Vale lembrar, que André Green (2000) propôs que os sonhos revelam a existência de um tempo fragmentado, ou seja, de um tempo que tem pouca relação com a sucessão ordenada, segundo a tripartição passado, presente, futuro. O tempo fragmentado, onírico, é para Green o tempo da análise. Mas podemos dar um passo adiante. Na sessão, o paciente começou a me contar um sonho que teve na noite anterior. No presente da sessão, ele me fala sobre algo do passado, mas em termos atuais. A imagem que é produzida no sonho (e reproduzida em palavras durante a sessão psicanalítica) diz respeito a uma experiência situada há ainda mais tempo, uma lembrança de sua infância. No mesmo contexto, aparece algo do futuro, representado pela ideia de sua mãe de que ele deveria gastar melhor o seu dinheiro, por meio da compra de uma casa. Emoções e ideias aparecem misturadas, as experiências do passado, do presente e do futuro estão unidas na construção de um tipo especial de temporalidade, um tempo de sonho, que evidentemente não se reduz à experiência dos relatos de sonho ou da lembrança de um sonho durante uma sessão de análise.

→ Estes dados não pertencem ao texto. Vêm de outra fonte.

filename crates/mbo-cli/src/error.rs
//! Error types for the MBO CLI
//!
//! Every fatal condition in the upload pipeline has its own variant with a
//! message that tells the operator what to check. All of them terminate the
//! run with exit code 1; nothing is retried in-process.

use thiserror::Error;

/// Result type alias for CLI operations
pub type Result<T> = std::result::Result<T, CliError>;

/// Comprehensive error type for CLI operations
#[derive(Error, Debug)]
pub enum CliError {
    /// Configuration file is missing a required value or failed to parse
    #[error("Configuration error: {0}. Check your config file or pass the value on the command line.")]
    Config(String),

    /// Input file does not exist
    #[error("File not found: '{0}'. Verify the path exists and you have read permissions.")]
    FileNotFound(String),

    /// A row's field count did not match the header (strict mode only)
    #[error("Malformed row in '{file}' at line {line}: {detail}. Fix the file or drop --strictcsv to parse leniently.")]
    MalformedRow {
        file: String,
        line: u64,
        detail: String,
    },

    /// Object template listing from MISP failed or had an unexpected shape
    #[error("Could not fetch object templates from MISP: {0}. Check the server URL and API key.")]
    TemplateFetch(String),

    /// Event creation was rejected by MISP
    #[error("Error creating the new event: {0}")]
    ContainerCreation(String),

    /// A record's fields could not be mapped to attributes for its object kind
    #[error("Error generating attributes for object '{kind}': {detail}. Custom objects usually need --custom_objects pointing at their definitions.")]
    AttributeGeneration { kind: String, detail: String },

    /// Record names an object kind with no matching remote template
    #[error("Template for type '{kind}' not found! Valid types are: {valid}")]
    UnknownTemplate { kind: String, valid: String },

    /// MISP rejected an object submission
    #[error("Error in MISP response: {0}. Objects submitted before this one are NOT rolled back.")]
    Submission(String),

    /// File system operation failed
    #[error("File operation failed: {0}. Check file permissions.")]
    Io(#[from] std::io::Error),

    /// HTTP request failed
    #[error("Network request failed: {0}. Check your connection and the MISP URL.")]
    Http(#[from] reqwest::Error),

    /// Delimited-input parsing failed
    #[error("Failed to parse delimited input: {0}")]
    Csv(#[from] csv::Error),

    /// JSON (de)serialization failed
    #[error("Failed to parse JSON: {0}")]
    JsonParse(#[from] serde_json::Error),

    /// Generic anyhow error wrapper
    #[error(transparent)]
    Other(#[from] anyhow::Error),
}

impl CliError {
    /// Create a configuration error
    pub fn config(msg: impl Into<String>) -> Self {
        Self::Config(msg.into())
    }

    /// Create a template fetch error
    pub fn template_fetch(msg: impl Into<String>) -> Self {
        Self::TemplateFetch(msg.into())
    }

    /// Create a container creation error
    pub fn container_creation(msg: impl Into<String>) -> Self {
        Self::ContainerCreation(msg.into())
    }

    /// Create an attribute generation error
    pub fn attribute_generation(kind: impl Into<String>, detail: impl Into<String>) -> Self {
        Self::AttributeGeneration {
            kind: kind.into(),
            detail: detail.into(),
        }
    }

    /// Create an unknown template error listing every valid template name
    pub fn unknown_template(kind: impl Into<String>, valid_names: &[String]) -> Self {
        Self::UnknownTemplate {
            kind: kind.into(),
            valid: valid_names.join(", "),
        }
    }

    /// Create a submission error
    pub fn submission(msg: impl Into<String>) -> Self {
        Self::Submission(msg.into())
    }
}
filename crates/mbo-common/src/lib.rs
//! MBO Common Library
//!
//! Shared infrastructure for the MBO workspace. Currently this is the
//! logging setup used by the CLI binary; anything else that grows a second
//! consumer should move here as well.

pub mod logging;
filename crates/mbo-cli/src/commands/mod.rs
//! CLI command implementations

pub mod upload;
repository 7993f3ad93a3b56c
//! HTTP client for the MISP API
//!
//! Authentication is a bare API key in the `Authorization` header. MISP
//! reports most failures inside a JSON `errors` payload rather than with an
//! HTTP error status, so every call checks the body shape.

use crate::api::{endpoints, types::*};
use crate::error::{CliError, Result};
use crate::object::MispObject;
use reqwest::header::{HeaderMap, HeaderValue, ACCEPT, AUTHORIZATION};
use reqwest::Client;
use std::time::Duration;

/// Default timeout for MISP requests in seconds.
/// Can be overridden via the MBO_API_TIMEOUT_SECS environment variable.
pub const DEFAULT_API_TIMEOUT_SECS: u64 = 120;

/// MISP API client
pub struct MispClient {
    client: Client,
    base_url: String,
}

impl MispClient {
    /// Create a new client for `base_url`, authenticating with `api_key`.
    ///
    /// `validate_cert = false` disables TLS certificate verification, which
    /// self-hosted MISP instances with self-signed certificates need.
    pub fn new(base_url: String, api_key: &str, validate_cert: bool) -> Result<Self> {
        let timeout_secs = std::env::var("MBO_API_TIMEOUT_SECS")
            .ok()
            .and_then(|s| s.parse().ok())
            .unwrap_or(DEFAULT_API_TIMEOUT_SECS);

        let mut headers = HeaderMap::new();
        headers.insert(ACCEPT, HeaderValue::from_static("application/json"));

        let mut auth = HeaderValue::from_str(api_key)
            .map_err(|_| CliError::config("MISP API key contains invalid header characters"))?;
        auth.set_sensitive(true);
        headers.insert(AUTHORIZATION, auth);

        let client = Client::builder()
            .timeout(Duration::from_secs(timeout_secs))
            .default_headers(headers)
            .danger_accept_invalid_certs(!validate_cert)
            .build()?;

        Ok(Self { client, base_url })
    }

    /// List every object template the server knows.
    ///
    /// A body without the `response` key (authentication failures look like
    /// this) is a fatal [`CliError::TemplateFetch`].
    pub async fn object_templates(&self) -> Result<Vec<ObjectTemplateEntry>> {
        let url = endpoints::object_templates_url(&self.base_url);

        let response = self.client.get(&url).send().await?;
        let listing: TemplateListResponse = response
            .json()
            .await
            .map_err(|e| CliError::template_fetch(e.to_string()))?;

        listing
            .response
            .ok_or_else(|| CliError::template_fetch("response has no template listing".to_string()))
    }

    /// Create a new event and return its uuid.
    pub async fn add_event(&self, info: &str, distribution: Option<u8>) -> Result<String> {
        let url = endpoints::add_event_url(&self.base_url);

        let request = AddEventRequest {
            event: NewEvent {
                info: info.to_string(),
                distribution,
            },
        };

        let response = self.client.post(&url).json(&request).send().await?;
        let created: AddEventResponse = response
            .json()
            .await
            .map_err(|e| CliError::container_creation(e.to_string()))?;

        if let Some(errors) = created.errors {
            return Err(CliError::container_creation(errors.to_string()));
        }

        created
            .event
            .map(|e| e.uuid)
            .ok_or_else(|| CliError::container_creation("response has no Event payload".to_string()))
    }

    /// Attach a built object to an event.
    pub async fn add_object(
        &self,
        event_id: &str,
        template_id: &str,
        object: &MispObject,
    ) -> Result<()> {
        let url = endpoints::add_object_url(&self.base_url, event_id, template_id);

        let response = self.client.post(&url).json(object).send().await?;
        let outcome: AddObjectResponse = response
            .json()
            .await
            .map_err(|e| CliError::submission(e.to_string()))?;

        if let Some(errors) = outcome.errors {
            return Err(CliError::submission(errors.to_string()));
        }

        Ok(())
    }

    /// Get the base URL
    pub fn base_url(&self) -> &str {
        &self.base_url
    }
}

#[cfg(test)]
#[allow(clippy::unwrap_used, clippy::expect_used)]
mod tests {
    use super::*;

    #[test]
    fn test_client_creation() {
        let client =
            MispClient::new("https://misp.local".to_string(), "test-key", true).unwrap();
        assert_eq!(client.base_url(), "https://misp.local");
    }

    #[test]
    fn test_client_rejects_bad_api_key() {
        let result = MispClient::new("https://misp.local".to_string(), "bad\nkey", true);
        assert!(matches!(result, Err(CliError::Config(_))));
    }
}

Algo semelhante ocorre com o processo mental do analista e com sua experiência de tempo. Mergulhado no campo transferencial-contransferencial e envolvido pelas expressões do paciente, o analista passa a viver um tempo próprio, que está em contato com o tempo do paciente, mas que não se confunde com este. É de certa forma o que pode ser descrito como o tempo da rêverie. Thomas Ogden define a rêverie do analista (conceito que se refere a formas de ensonhamento durante a sessão, como proposto por Bion), nos seguintes termos:

A conversação inconsciente que durante o sono nós experimentamos como um ato de sonhar, no setting analítico nós experimentamos como sendo uma rêverie. As rêveries do analista são sonhos acordados. A rêverie pode ter praticamente qualquer forma, mas geralmente, em minha experiência, apresenta-se obliquamente à consciência na mais discreta e cotidiana das formas: como 'ruminações', devaneios, fantasias sexuais, trechos de filmes, frases musicais ou trechos de poesia 'audíveis', sensações corporais, e assim por diante (OGDEN, 2001, p. 5).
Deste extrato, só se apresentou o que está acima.